In [28]:
import requests
from bs4 import BeautifulSoup
import re
import time
import os
from pathlib import Path

In [53]:
uof_page = requests.get("https://sbcountyda.org/categories/news-releases/use-of-force-reviews/page/1").content
soup = BeautifulSoup(uof_page)

In [15]:
def _get_uof_catalog_pages():
    """
    Helper method to get use of force catalog pages from San Bernardino site. Fetches base page, calculates number of pages based on results param located at top of page under "<numeric> results"
    """
    # Get the number of pages from the "post-results field on the "Category: Use of Force Reviews" page
    try:
        uof_page = requests.get(
            "https://sbcountyda.org/categories/news-releases/use-of-force-reviews/"
        ).content
        soup = BeautifulSoup(uof_page)
        # 10 links shown per page
        number_of_pages = (
            int(
                re.search(
                    "\d*", soup.find_all("div", {"class": "post-results"})[0].text
                ).group()
            )
            % 10
        )
        # Generate a list of base pages that we'll need to call for pdf reports
        base_pages = [
            "https://sbcountyda.org/categories/news-releases/use-of-force-reviews/page/{}/".format(
                i
            )
            for i in range(1, number_of_pages + 1)
        ]
        return base_pages
    except requests.exceptions.RequestException as e:
        raise SystemExit(e)


# TODO : Wrap the request in a try/catch
def _get_uof_review_links():
    """
    For each instance of UOF documented by the court, there is an individual page stored on the SB website.
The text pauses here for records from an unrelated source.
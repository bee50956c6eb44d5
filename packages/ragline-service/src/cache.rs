//! Tiered answer, retrieval, and embedding cache shared by all requests.

use std::{
	collections::HashMap,
	future::Future,
	num::NonZeroUsize,
	sync::{
		Arc,
		atomic::{AtomicU64, Ordering},
	},
	time::Duration,
};

use lru::LruCache;
use parking_lot::Mutex;
use tokio::time::Instant;

use ragline_config::{ANSWER_TTL_SECS, EMBEDDING_TTL_SECS_MAX, RETRIEVAL_TTL_SECS};
use ragline_domain::{AnswerResult, Candidate, DocumentUpdated, QueryFilters};

const CACHE_KEY_SCHEMA_VERSION: i32 = 1;

#[derive(Clone, Copy, Debug, PartialEq, Eq, Hash)]
pub enum CacheTier {
	Answer,
	Retrieval,
	Embedding,
}
impl CacheTier {
	pub fn as_str(self) -> &'static str {
		match self {
			Self::Answer => "answer",
			Self::Retrieval => "retrieval",
			Self::Embedding => "embedding",
		}
	}

	/// Inclusive TTL bounds every stored entry of this tier is clamped to.
	pub fn ttl_bounds(self) -> (Duration, Duration) {
		let (min, max) = match self {
			Self::Answer => (*ANSWER_TTL_SECS.start(), *ANSWER_TTL_SECS.end()),
			Self::Retrieval => (*RETRIEVAL_TTL_SECS.start(), *RETRIEVAL_TTL_SECS.end()),
			Self::Embedding => (1, EMBEDDING_TTL_SECS_MAX),
		};

		(Duration::from_secs(min), Duration::from_secs(max))
	}

	fn clamp_ttl(self, ttl: Duration) -> Duration {
		let (min, max) = self.ttl_bounds();

		ttl.clamp(min, max)
	}
}

/// Opaque blake3 digest. Keys never carry the raw query text.
#[derive(Clone, Debug, PartialEq, Eq, Hash, PartialOrd, Ord)]
pub struct CacheKey(String);
impl CacheKey {
	/// Key for answer and retrieval entries.
	///
	/// The ACL groups are part of the digest, so identical questions from different scopes
	/// never share an entry.
	pub fn derive(normalized_text: &str, filters: &QueryFilters, acl_groups: &[String]) -> Self {
		let mut groups = acl_groups.to_vec();

		groups.sort();
		groups.dedup();

		let pairs: Vec<[String; 2]> = filters
			.pairs()
			.into_iter()
			.map(|(key, value)| [key.to_string(), value])
			.collect();
		let payload = serde_json::json!({
			"kind": "query",
			"schema_version": CACHE_KEY_SCHEMA_VERSION,
			"text": normalized_text.trim(),
			"filters": pairs,
			"acl_groups": groups,
		});

		Self::digest(&payload)
	}

	pub fn query_embedding(normalized_text: &str, model: &str) -> Self {
		Self::digest(&serde_json::json!({
			"kind": "query_embedding",
			"schema_version": CACHE_KEY_SCHEMA_VERSION,
			"text": normalized_text.trim(),
			"model": model,
		}))
	}

	pub fn chunk_embedding(document_id: &str, chunk_hash: &str, model: &str) -> Self {
		Self::digest(&serde_json::json!({
			"kind": "chunk_embedding",
			"schema_version": CACHE_KEY_SCHEMA_VERSION,
			"document_id": document_id,
			"chunk_hash": chunk_hash,
			"model": model,
		}))
	}

	pub fn as_str(&self) -> &str {
		&self.0
	}

	/// Short prefix for log lines.
	pub fn prefix(&self) -> &str {
		&self.0[..self.0.len().min(12)]
	}

	fn digest(payload: &serde_json::Value) -> Self {
		// A `Value` built from `json!` always serializes.
		let raw = serde_json::to_vec(payload).unwrap_or_default();

		Self(blake3::hash(&raw).to_hex().to_string())
	}
}

/// Where a chunk embedding came from, for invalidation.
#[derive(Clone, Debug, PartialEq, Eq)]
pub struct ChunkSource {
	pub document_id: String,
	pub chunk_hash: String,
}

#[derive(Clone, Debug)]
pub enum CacheValue {
	Answer { result: Box<AnswerResult>, document_ids: Vec<String> },
	Retrieval(Vec<Candidate>),
	Embedding { vector: Vec<f32>, source: Option<ChunkSource> },
}
impl CacheValue {
	pub fn tier(&self) -> CacheTier {
		match self {
			Self::Answer { .. } => CacheTier::Answer,
			Self::Retrieval(_) => CacheTier::Retrieval,
			Self::Embedding { .. } => CacheTier::Embedding,
		}
	}

	pub fn references_document(&self, document_id: &str) -> bool {
		match self {
			Self::Answer { result, document_ids } =>
				document_ids.iter().any(|id| id == document_id)
					|| result.citations.iter().any(|citation| citation.document_id == document_id),
			Self::Retrieval(candidates) =>
				candidates.iter().any(|candidate| candidate.document_id == document_id),
			Self::Embedding { source, .. } =>
				source.as_ref().map(|source| source.document_id == document_id).unwrap_or(false),
		}
	}
}

#[derive(Clone, Debug)]
pub struct CacheEntry {
	pub key: CacheKey,
	pub value: CacheValue,
	pub inserted_at: Instant,
	pub ttl: Duration,
}
impl CacheEntry {
	pub fn tier(&self) -> CacheTier {
		self.value.tier()
	}

	pub fn is_expired(&self, now: Instant) -> bool {
		now.saturating_duration_since(self.inserted_at) >= self.ttl
	}
}

/// Whether `event` makes `entry` stale.
///
/// Answer and retrieval entries go when they reference the document at all. Chunk
/// embeddings go only when the chunk content changed: the event names another hash, or no
/// hash at all.
pub fn invalidated_by(entry: &CacheEntry, event: &DocumentUpdated) -> bool {
	match &entry.value {
		CacheValue::Embedding { source: Some(source), .. } => {
			source.document_id == event.document_id
				&& event.chunk_hash.as_deref().map(|hash| hash != source.chunk_hash).unwrap_or(true)
		},
		CacheValue::Embedding { source: None, .. } => false,
		value => value.references_document(&event.document_id),
	}
}

#[derive(Clone, Copy, Debug, Default, PartialEq, Eq)]
pub struct TierStats {
	pub hits: u64,
	pub misses: u64,
	pub entries: usize,
}

#[derive(Clone, Copy, Debug, Default, PartialEq, Eq)]
pub struct CacheStats {
	pub answer: TierStats,
	pub retrieval: TierStats,
	pub embedding: TierStats,
}

struct Tier {
	tier: CacheTier,
	entries: Mutex<LruCache<CacheKey, CacheEntry>>,
	default_ttl: Duration,
	hits: AtomicU64,
	misses: AtomicU64,
}
impl Tier {
	fn new(tier: CacheTier, capacity: usize, default_ttl_secs: u64) -> Self {
		let capacity = NonZeroUsize::new(capacity).unwrap_or(NonZeroUsize::MIN);

		Self {
			tier,
			entries: Mutex::new(LruCache::new(capacity)),
			default_ttl: tier.clamp_ttl(Duration::from_secs(default_ttl_secs)),
			hits: AtomicU64::new(0),
			misses: AtomicU64::new(0),
		}
	}

	fn lookup(&self, key: &CacheKey) -> Option<CacheEntry> {
		let now = Instant::now();
		let mut entries = self.entries.lock();
		let live = entries.get(key).map(|entry| (!entry.is_expired(now)).then(|| entry.clone()));
		let found = match live {
			Some(Some(entry)) => Some(entry),
			Some(None) => {
				entries.pop(key);

				None
			},
			None => None,
		};

		drop(entries);

		let counter = if found.is_some() { &self.hits } else { &self.misses };

		counter.fetch_add(1, Ordering::Relaxed);

		tracing::debug!(
			tier = self.tier.as_str(),
			cache_key_prefix = key.prefix(),
			hit = found.is_some(),
			"Cache lookup."
		);

		found
	}

	fn store(&self, key: CacheKey, value: CacheValue, ttl: Duration) {
		let entry = CacheEntry {
			key: key.clone(),
			value,
			inserted_at: Instant::now(),
			ttl: self.tier.clamp_ttl(ttl),
		};

		self.entries.lock().put(key, entry);
	}

	fn retain<F>(&self, mut remove: F) -> usize
	where
		F: FnMut(&CacheEntry) -> bool,
	{
		let mut entries = self.entries.lock();
		let doomed: Vec<CacheKey> =
			entries.iter().filter(|(_, entry)| remove(entry)).map(|(key, _)| key.clone()).collect();

		for key in &doomed {
			entries.pop(key);
		}

		doomed.len()
	}

	fn stats(&self) -> TierStats {
		TierStats {
			hits: self.hits.load(Ordering::Relaxed),
			misses: self.misses.load(Ordering::Relaxed),
			entries: self.entries.lock().len(),
		}
	}
}

type InflightTable = Mutex<HashMap<CacheKey, Arc<tokio::sync::Mutex<()>>>>;

pub struct CacheLayer {
	enabled: bool,
	answer: Tier,
	retrieval: Tier,
	embedding: Tier,
	inflight: InflightTable,
}
impl CacheLayer {
	pub fn new(cfg: &ragline_config::Cache) -> Self {
		Self {
			enabled: cfg.enabled,
			answer: Tier::new(CacheTier::Answer, cfg.answer_capacity, cfg.answer_ttl_secs),
			retrieval: Tier::new(
				CacheTier::Retrieval,
				cfg.retrieval_capacity,
				cfg.retrieval_ttl_secs,
			),
			embedding: Tier::new(
				CacheTier::Embedding,
				cfg.embedding_capacity,
				cfg.embedding_ttl_secs,
			),
			inflight: Mutex::new(HashMap::new()),
		}
	}

	pub fn is_enabled(&self) -> bool {
		self.enabled
	}

	/// Live entry for `key`. Expired entries are removed and reported as absent.
	pub fn lookup(&self, tier: CacheTier, key: &CacheKey) -> Option<CacheEntry> {
		if !self.enabled {
			return None;
		}

		self.tier(tier).lookup(key)
	}

	/// Inserts or wholly replaces the entry under `key`. The TTL is clamped to the tier's
	/// bounds.
	pub fn store(&self, tier: CacheTier, key: CacheKey, value: CacheValue, ttl: Duration) {
		if !self.enabled {
			return;
		}
		if value.tier() != tier {
			tracing::warn!(
				tier = tier.as_str(),
				value_tier = value.tier().as_str(),
				"Refusing to store a value in the wrong cache tier."
			);

			return;
		}

		self.tier(tier).store(key, value, ttl);
	}

	/// Stores with the tier's configured TTL.
	pub fn store_default(&self, key: CacheKey, value: CacheValue) {
		let tier = value.tier();
		let ttl = self.tier(tier).default_ttl;

		self.store(tier, key, value, ttl);
	}

	pub fn lookup_answer(&self, key: &CacheKey) -> Option<AnswerResult> {
		match self.lookup(CacheTier::Answer, key)?.value {
			CacheValue::Answer { result, .. } => Some(*result),
			_ => None,
		}
	}

	pub fn lookup_retrieval(&self, key: &CacheKey) -> Option<Vec<Candidate>> {
		match self.lookup(CacheTier::Retrieval, key)?.value {
			CacheValue::Retrieval(candidates) => Some(candidates),
			_ => None,
		}
	}

	pub fn lookup_embedding(&self, key: &CacheKey) -> Option<Vec<f32>> {
		match self.lookup(CacheTier::Embedding, key)?.value {
			CacheValue::Embedding { vector, .. } => Some(vector),
			_ => None,
		}
	}

	/// Removes every entry, in any tier, matching `predicate`. Returns how many went.
	pub fn invalidate<F>(&self, mut predicate: F) -> usize
	where
		F: FnMut(&CacheEntry) -> bool,
	{
		[&self.answer, &self.retrieval, &self.embedding]
			.into_iter()
			.map(|tier| tier.retain(&mut predicate))
			.sum()
	}

	pub fn invalidate_document(&self, event: &DocumentUpdated) -> usize {
		let removed = self.invalidate(|entry| invalidated_by(entry, event));

		tracing::info!(
			document_id = %event.document_id,
			chunk_hash = event.chunk_hash.as_deref().unwrap_or("-"),
			removed,
			"Invalidated cache entries for updated document."
		);

		removed
	}

	/// Runs `compute` while holding the in-flight lock for `key`.
	///
	/// Concurrent callers with the same key run one after another, so a caller that waited
	/// should re-check the cache inside `compute`. The lock entry is dropped once the last
	/// caller leaves, including callers cancelled mid-flight.
	pub async fn singleflight<F, Fut, T>(&self, key: &CacheKey, compute: F) -> T
	where
		F: FnOnce() -> Fut,
		Fut: Future<Output = T>,
	{
		let lock = self.inflight.lock().entry(key.clone()).or_default().clone();
		let _slot = InflightSlot { table: &self.inflight, key, lock: lock.clone() };
		let _guard = lock.lock().await;

		compute().await
	}

	pub fn inflight_len(&self) -> usize {
		self.inflight.lock().len()
	}

	pub fn stats(&self) -> CacheStats {
		CacheStats {
			answer: self.answer.stats(),
			retrieval: self.retrieval.stats(),
			embedding: self.embedding.stats(),
		}
	}

	fn tier(&self, tier: CacheTier) -> &Tier {
		match tier {
			CacheTier::Answer => &self.answer,
			CacheTier::Retrieval => &self.retrieval,
			CacheTier::Embedding => &self.embedding,
		}
	}
}

struct InflightSlot<'a> {
	table: &'a InflightTable,
	key: &'a CacheKey,
	lock: Arc<tokio::sync::Mutex<()>>,
}
impl Drop for InflightSlot<'_> {
	fn drop(&mut self) {
		let mut table = self.table.lock();

		// Table entry, this slot, and the caller's local handle.
		if Arc::strong_count(&self.lock) <= 3 {
			table.remove(self.key);
		}
	}
}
This method gives those links, which will then have a link to a pdf of the court doc and police report.
    """
    # Get links to each individiual uof case filing page
    catalog_pages = _get_uof_catalog_pages()
    uof_links = []
    # For each catalog page, we want to grab the set of individual links on each.
    for cat in catalog_pages:
        # We try to request the catalog page 3 times
        tries = 3
        for try_value in range(tries):
            try:
                ind_uof_page = requests.get(cat).content
                soup = BeautifulSoup(ind_uof_page)
                for i in soup.find_all(
                    "h2", {"class": "entry-title bolt-highlight-font"}
                ):
                    regex_match = re.search(r"\<a href=.* rel", str(i)).group()
                    # Strip head and tail of match to get just the link. There's probably a better way to search this with bs4
                    link_cleaned = (
                        str(regex_match).replace('<a href="', "").replace('" rel', "")
                    )
                    uof_links.append(link_cleaned)
                # Courtesy sleep timer
                time.sleep(1)
            except KeyError as e:
                time.sleep(1)
                if try_value < tries - 1:  # i is zero indexed
                    continue
                else:
                    raise
            break
    return uof_links


# TODO : We need to write a function that can grab the .pdf's from each individual use of force case page. Not all pages will have the same format for .pdfs, so we need to search/grep them


In [16]:
rat = _get_uof_review_links()

In [39]:
html = requests.get(rat[0]).content
soup = BeautifulSoup(html)
pdf_links = set()
current_link = ""
for i in set(soup.find_all("a")):
    temp_link = i.get("href")
    # For each distinct pdf, we want to add their link to the set of pdf's that we'll scrape
    if temp_link.endswith("pdf"):
        pdf_links.add(temp_link)

In [40]:
pdf_links

{'https://sbcountyda.org/wp-content/uploads/sites/42/2023/01/Public-Release-Memo-FINAL-Brandon-Rocky.pdf'}

In [32]:
html = requests.get(rat[0]).content
soup = BeautifulSoup(html)
print(soup.find_all("a")[0].get("href"))

#primary


In [41]:
if not os.path.exists("./data/"):
    os.mkdir("./data/")

# REPLACE rat WITH UOF link list
for link in pdf_links:
    # We try to request the uof document page 3 times
    tries = 3
    for try_value in range(tries):
        try:
            with open("./data/{}".format(Path(link).name), "wb") as f:
                response = requests.get(link)
                f.write(response.content)
            # Courtesy sleep timer
            time.sleep(1)
        except KeyError as e:
            time.sleep(1)
            if try_value < tries - 1:  # i is zero indexed
                continue
            else:
                raise
        break